───── SUPPLIED MATERIAL
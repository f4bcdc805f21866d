//! Domain models shared by the service and its tools
//!
//! Each entity has a persisted shape (what repositories return and streams
//! publish) and, where clients create or modify it, request shapes.

mod audit_report;
mod feature;
mod source;
mod source_content;

pub use audit_report::{AuditReport, AuditReportCreateRequest, AuditReportStatus};
pub use feature::{Feature, FeatureCreateRequest, FeatureStatus, FeatureUpdateRequest};
pub use source::{Source, SourceCreateRequest, SourceIdsRequest};
pub use source_content::{SourceContent, SourceContentCreateRequest, SourceContentUpdate};

/// Generate a fresh string identifier for a new row
pub fn new_id() -> String {
    uuid::Uuid::new_v4().to_string()
}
──────────
Restate each entry word for word.

§ REPLY TO THE EXERCISE:
repository f4bcdc805f21866d
//! Domain models shared by the service and its tools
//!
//! Each entity has a persisted shape (what repositories return and streams
//! publish) and, where clients create or modify it, request shapes.

mod audit_report;
mod feature;
mod source;
mod source_content;

pub use audit_report::{AuditReport, AuditReportCreateRequest, AuditReportStatus};
pub use feature::{Feature, FeatureCreateRequest, FeatureStatus, FeatureUpdateRequest};
pub use source::{Source, SourceCreateRequest, SourceIdsRequest};
pub use source_content::{SourceContent, SourceContentCreateRequest, SourceContentUpdate};

/// Generate a fresh string identifier for a new row
pub fn new_id() -> String {
    uuid::Uuid::new_v4().to_string()
}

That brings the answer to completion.